Participation in leisure-time physical activity had occurred since they moved to Sweden. The activity became a positive experience when it was organized in such a way that the requirements of Somali customs were met and when a fellow Somali woman became an informal leader. One of the participants expressed a sense of well-being following the activity along with nights of sleeping well. The successful activity was run by an enthusiastic Somali woman who mobilized a whole group for jogging activity on a weekly basis, and with her energy was she able to mobilize a whole group. Dressed in traditional clothing, the group had a fixed day to meet at a nearby schoolyard. The importance of creating a comfortable and safe environment was emphasized in order for the participants to move freely. Physical activity is preferably performed separately from men, but a minority could consider going to a gym with men and women mixed. Being physically active is for many women equivalent to spending time at a gym. The possibility for other people to watch while they are exercising can create an uncomfortable feeling and exercise is therefore avoided. Depending on where you live you might have access to a gym for women only, giving the opportunity to join the health club and work out a couple of hours once a week together with friends and other women.

Choosing a familiar place for the exercise is important, and if a public place is chosen it should be well lit and equipped with cameras for surveillance in order to create a sense of security. The companionship of other women was a major facilitator to maintaining the habit of being physically active. The need for support from someone who can motivate and keep up the spirit of exercising was identified, or as one woman described her situation:

“I would personally need somebody helping with the chores or go to a health camp Somali Biggest Losers.” [Like the Swedish television show, Biggest Loser]

One important view expressed by many women was that life in Sweden gives no incentive to go outdoors or even to get dressed sometimes, unless there are children in the household attending school, or if you have work to go to or as one woman explained:

“Nowadays, I usually think why should I get dressed and go outside if I do not need to go and buy milk like I did in Somalia every day.”

When you need to go outside, the choice of walking or using public transportation is easy, since the bus is always available, taking you wherever you need to go.

Single mothers, as well as participants living in a relationship, mentioned a busy schedule, with no time or energy to be physically active more than everyday chores require. The cold climate in winter is a major barrier to going outside, and thus leaving the home is easier in the summertime. The custom in Somalia is to stay indoors and sleep on rainy days. Along with the cold climate, the darkness is a hindrance to walking outside. Fear of walking alone, in the dark, as well as feeling unsafe in the neighbourhood are reasons for spending a lot of time indoors.
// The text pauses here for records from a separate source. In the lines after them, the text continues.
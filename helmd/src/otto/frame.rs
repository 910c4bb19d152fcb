//! frame.rs — controller wire frames
//!
//! Full-duplex ASCII over the serial link. Inbound frames are newline
//! terminated and tagged by their first byte; outbound traffic is
//! register writes plus the boot handshake line.
//!
//! | Tag | Payload          | Meaning                              |
//! |-----|------------------|--------------------------------------|
//! | `$` | `AAAA:WWCC:RRSS` | Alarms, AWA, compass, rudder, sail   |
//! | `@` | `HHHHHH`         | Seconds since controller boot (u24)  |
//! | `!` | `MM`             | Controller mode                      |
//! | `>` | `CVVV`           | Telemetry channel sample (u12)       |
//! | `*` | UTF-8 text       | Debug log line                       |

use thiserror::Error;

use super::registers::Register;

/// Handshake line the core sends until the controller answers.
pub const HANDSHAKE: &str = "@@CQ!";

/// Whether a line acknowledges the handshake.
pub fn is_sync_ack(line: &str) -> bool {
    line.starts_with("+CQOK") || line.starts_with("+OK")
}

#[derive(Debug, Clone, PartialEq, Error)]
pub enum FrameError {
    #[error("empty frame")]
    Empty,
    #[error("unknown frame tag {0:?}")]
    UnknownTag(char),
    #[error("malformed {kind} payload {payload:?}")]
    Malformed { kind: &'static str, payload: String },
}

/// One parsed inbound frame.
#[derive(Debug, Clone, PartialEq)]
pub enum Frame {
    /// `$AAAA:WWCC:RRSS` — emitted at ~1 Hz.
    Status {
        alarms: u16,
        awa: u8,
        compass: u8,
        rudder: u8,
        sail: u8,
    },
    /// `@HHHHHH` — emitted at ~0.25 Hz. A smaller value than previously
    /// seen means the controller rebooted.
    Uptime(u32),
    /// `!MM`
    Mode(u8),
    /// `>CVVV` — high nibble selects the channel, low 12 bits carry the
    /// sample.
    Telemetry { channel: u8, value: u16 },
    /// `*...` — forwarded verbatim to the application log.
    Debug(String),
}

pub fn parse(line: &str) -> Result<Frame, FrameError> {
    let mut chars = line.chars();
    let tag = chars.next().ok_or(FrameError::Empty)?;
    let payload = chars.as_str();
    let malformed = |kind: &'static str| FrameError::Malformed {
        kind,
        payload: payload.to_string(),
    };
    if tag != '*' && !payload.is_ascii() {
        return Err(malformed("frame"));
    }

    match tag {
        '$' => {
            let mut groups = payload.split(':');
            let alarms = groups.next().unwrap_or("");
            let wind = groups.next().ok_or_else(|| malformed("status"))?;
            let helm = groups.next().ok_or_else(|| malformed("status"))?;
            if groups.next().is_some()
                || alarms.len() != 4
                || wind.len() != 4
                || helm.len() != 4
            {
                return Err(malformed("status"));
            }
            let hex =
                |s: &str| u16::from_str_radix(s, 16).map_err(|_| malformed("status"));
            Ok(Frame::Status {
                alarms: hex(alarms)?,
                awa: (hex(&wind[..2])?) as u8,
                compass: (hex(&wind[2..])?) as u8,
                rudder: (hex(&helm[..2])?) as u8,
                sail: (hex(&helm[2..])?) as u8,
            })
        }
        '@' => {
            if payload.is_empty() || payload.len() > 6 {
                return Err(malformed("uptime"));
            }
            u32::from_str_radix(payload, 16)
                .map(|v| Frame::Uptime(v & 0x00FF_FFFF))
                .map_err(|_| malformed("uptime"))
        }
        '!' => u8::from_str_radix(payload, 16)
            .map(Frame::Mode)
            .map_err(|_| malformed("mode")),
        '>' => {
            if payload.len() != 4 {
                return Err(malformed("telemetry"));
            }
            let word =
                u16::from_str_radix(payload, 16).map_err(|_| malformed("telemetry"))?;
            Ok(Frame::Telemetry {
                channel: (word >> 12) as u8,
                value: word & 0x0FFF,
            })
        }
        '*' => Ok(Frame::Debug(payload.to_string())),
        other => Err(FrameError::UnknownTag(other)),
    }
}

/// Format a register write for the wire: `R<dec>=<hex>\r\n`.
pub fn register_write(register: Register, value: u16) -> String {
    format!("R{}={:02X}\r\n", register as u8, value)
}

#[cfg(test)]
mod tests {
    use super::*;

    #[test]
    fn status_frame_unpacks_all_groups() {
        let frame = parse("$0003:C040:8033").unwrap();
        assert_eq!(
            frame,
            Frame::Status {
                alarms: 0x0003,
                awa: 0xC0,
                compass: 0x40,
                rudder: 0x80,
                sail: 0x33,
            }
        );
    }

    #[test]
    fn uptime_frame_is_24_bits() {
        assert_eq!(parse("@00012C").unwrap(), Frame::Uptime(300));
        assert_eq!(parse("@FFFFFF").unwrap(), Frame::Uptime(0x00FF_FFFF));
        assert!(parse("@0001234").is_err());
    }

    #[test]
    fn mode_and_telemetry_frames() {
        assert_eq!(parse("!03").unwrap(), Frame::Mode(3));
        assert_eq!(
            parse(">1ABC").unwrap(),
            Frame::Telemetry {
                channel: 1,
                value: 0xABC
            }
        );
        assert_eq!(
            parse(">F000").unwrap(),
            Frame::Telemetry {
                channel: 15,
                value: 0
            }
        );
    }

    #[test]
    fn debug_frame_passes_text_through() {
        assert_eq!(
            parse("*rudder servo centered").unwrap(),
            Frame::Debug("rudder servo centered".into())
        );
    }

    #[test]
    fn malformed_frames_are_rejected() {
        assert_eq!(parse(""), Err(FrameError::Empty));
        assert!(matches!(parse("#00"), Err(FrameError::UnknownTag('#'))));
        assert!(parse("$0003:C040").is_err());
        assert!(parse("$zzzz:C040:8033").is_err());
        assert!(parse(">AB").is_err());
        assert!(parse("!xx").is_err());
    }

    #[test]
    fn register_write_wire_format() {
        assert_eq!(register_write(Register::CompassHeading, 0xE0), "R6=E0\r\n");
        assert_eq!(register_write(Register::Mode, 3), "R2=03\r\n");
        assert_eq!(
            register_write(Register::SailMxcUDiv, 0x1234),
            "R22=1234\r\n"
        );
    }

    #[test]
    fn sync_ack_prefixes() {
        assert!(is_sync_ack("+CQOK"));
        assert!(is_sync_ack("+OK ready"));
        assert!(!is_sync_ack("$0000:0000:0000"));
    }
}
Religious and cultural factors also affect a physically active lifestyle. Traditional Somali clothing for women, a full-length dress and a hijab, is less suitable when you need to move freely. According to Somali customs, wearing swimwear and mainstream European clothing when males are present is forbidden, “haram”. Besides taking too much effort to get dressed, walking is the most boring activity you can do, especially when you are alone. It is also considered “haram” by some women to move to music.


Summary of results

Life in Sweden was regarded by Somali women as a mixture of traditions and adapting to a new environment and situation. The participants considered health a gift from God and found it to be the individual’s responsibility to make health-enhancing choices. Physical inactivity is increasing among the world’s population and Somali women are no exception. Factors participants identified as enhancing an increased physical activity were safe surroundings, support from people and the company of fellow Somali women. The importance of having enthusiastic leaders and role models to set a good example for a healthy life was also stressed. Barriers such as motivation, lack of time and climate are universal to mankind. Other identified barriers exist for not being physically active, of which tradition and religion are factors distinctive for the group.

Discussion of method

The aim of the study was to explore and understand the perception of physical activity among Somali women. We conducted four focus groups to collect data, a number recommended in published studies [25, 26]. Language and cultural barriers must be acknowledged as limitations in this study. The fact that the study is bilingual and represents a cultural diversity is a source to misinterpretation of data [23]. The topic and the main themes were presented to the participants in both Somali and Swedish. The participants could choose to give their views in the language they preferred, resulting in a mixed discussion and a limitation to the non-Somali-speaking researcher co-conducting the focus groups. Another limitation is the procedure of translation [23]. One translator was used instead of a team of bilingual translator thus to compensate the limit we used comparison of translations by researcher and translator cognizant of the customs, values, beliefs and language of the respondents [23]. The moderator and translator were nurses that may have class and educational biases of their shared ethnic culture and social positions that they perceive as superior to the participants. On the other hand clinicians can increase the likelihood of gathering and translating accurate data [27].

The selection was confined to southern Sweden and the participants were invited by snowball recruitment through a contact person in the local Somali community; no specific selection was made. Other Somali women might have different views from the women taking part in this study.

Discussion of the results

Somali women experienced major changes in lifestyle since immigration and we found that life in Sweden gives no incentive to be physically active and the level of activity in everyday life has decreased.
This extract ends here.